Mrs. Poole looked down quickly and then said, “My son, dear. Malcolm is my son.”

“Oh!” said Keiko, reddening. “Of course, yes. Well, he was very kind. And,” she went on, rather frantically, “someone is coming for tea. So kind, everyone.”

“Flattering for me,” said Mrs. Poole, with an awkward little laugh. “Not so much for him, eh?”

“Who's this coming for tea?” said Mr. McKendrick, frowning. “There's no one scheduled.”

“Miss Clarke,” said Keiko. “From the … Fancy.”

“Fancy
Clarke
?” said Mr. McKendrick. “How did that happen?”

“She helped me,” Keiko said. “Benny McLucas was—”

“The rabbit man?” said Mr. McKendrick. “What have you got into, Keiko, on your very first day?”

“I—” Keiko began.

“We're the ones who're to help you,” Mr. McKendrick said. “Mrs. Poole and the Traders and me. We'll keep you right and out of trouble. You're not needing Fancy Clarke.”
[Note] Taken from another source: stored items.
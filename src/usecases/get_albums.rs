use std::sync::Arc;
use tracing::{debug, info};

use crate::aggregator::AlbumAggregator;
use crate::error::{AppError, AppResult};
use crate::models::{Album, MediaFilter};
use crate::producer::Producer;
use crate::retry::{with_retry, RetryPolicy};
use crate::store::MediaStore;

/// Album list for the gallery's album screen.
pub struct GetAlbums {
    aggregator: Arc<AlbumAggregator>,
    retry: RetryPolicy,
}

impl GetAlbums {
    pub fn new(store: Arc<dyn MediaStore>, retry: RetryPolicy) -> Self {
        Self {
            aggregator: Arc::new(AlbumAggregator::new(store)),
            retry,
        }
    }

    /// Emits an empty list right away, then the processed album list or the
    /// error that ended the load. Consecutive equal lists are emitted once.
    ///
    /// The filter is recorded but does not narrow the albums.
    pub fn invoke(&self, filter: MediaFilter) -> Producer<AppResult<Vec<Album>>> {
        let aggregator = self.aggregator.clone();
        let retry = self.retry;

        Producer::spawn(move |emitter| async move {
            let mut emitter =
                emitter.distinct_by(|albums: &AppResult<Vec<Album>>| albums.as_ref().ok().cloned());
            debug!("Loading albums with filter {:?}", filter);

            if !emitter.emit(Ok(Vec::new())).await {
                return;
            }

            let loaded = with_retry(&retry, emitter.token(), "Album aggregation", || {
                aggregator.aggregate()
            })
            .await;

            let result = match loaded {
                None => return,
                Some(Ok(albums)) => process_albums(albums),
                Some(Err(e)) => Err(AppError::AlbumLoadFailed(e)),
            };
            emitter.emit(result).await;
        })
    }

    /// Drains [`GetAlbums::invoke`] and returns its final list.
    pub async fn snapshot(&self, filter: MediaFilter) -> AppResult<Vec<Album>> {
        let mut producer = self.invoke(filter);
        let mut latest = Vec::new();
        while let Some(albums) = producer.next().await {
            latest = albums?;
        }
        Ok(latest)
    }
}

/// Drops cache folders and empty albums, then orders by size, largest first.
/// Albums of equal size keep their relative order.
fn process_albums(albums: Vec<Album>) -> AppResult<Vec<Album>> {
    let mut albums: Vec<Album> = albums
        .into_iter()
        .filter(|a| !a.name.to_lowercase().contains("cache"))
        .filter(|a| a.media_count != 0)
        .collect();
    albums.sort_by(|a, b| b.media_count.cmp(&a.media_count));

    if albums.is_empty() {
        return Err(AppError::NoAlbumsFound);
    }
    info!("Loaded {} albums", albums.len());
    Ok(albums)
}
She stared at him. Nothing in her guides to etiquette abroad had covered this. “Am I forbidden from entertaining her here?” she said. “In your apartment?”

Mr. McKendrick started, raised a hand to his head, and smoothed his hair. “
Forbidden
?” he said, with a laugh. “That's not a word you hear much. It's Mrs. Poole's flat anyway.”

Keiko turned her eyes to the woman who was standing silently by.

“It's nothing to do with me,” she said and turned to walk away.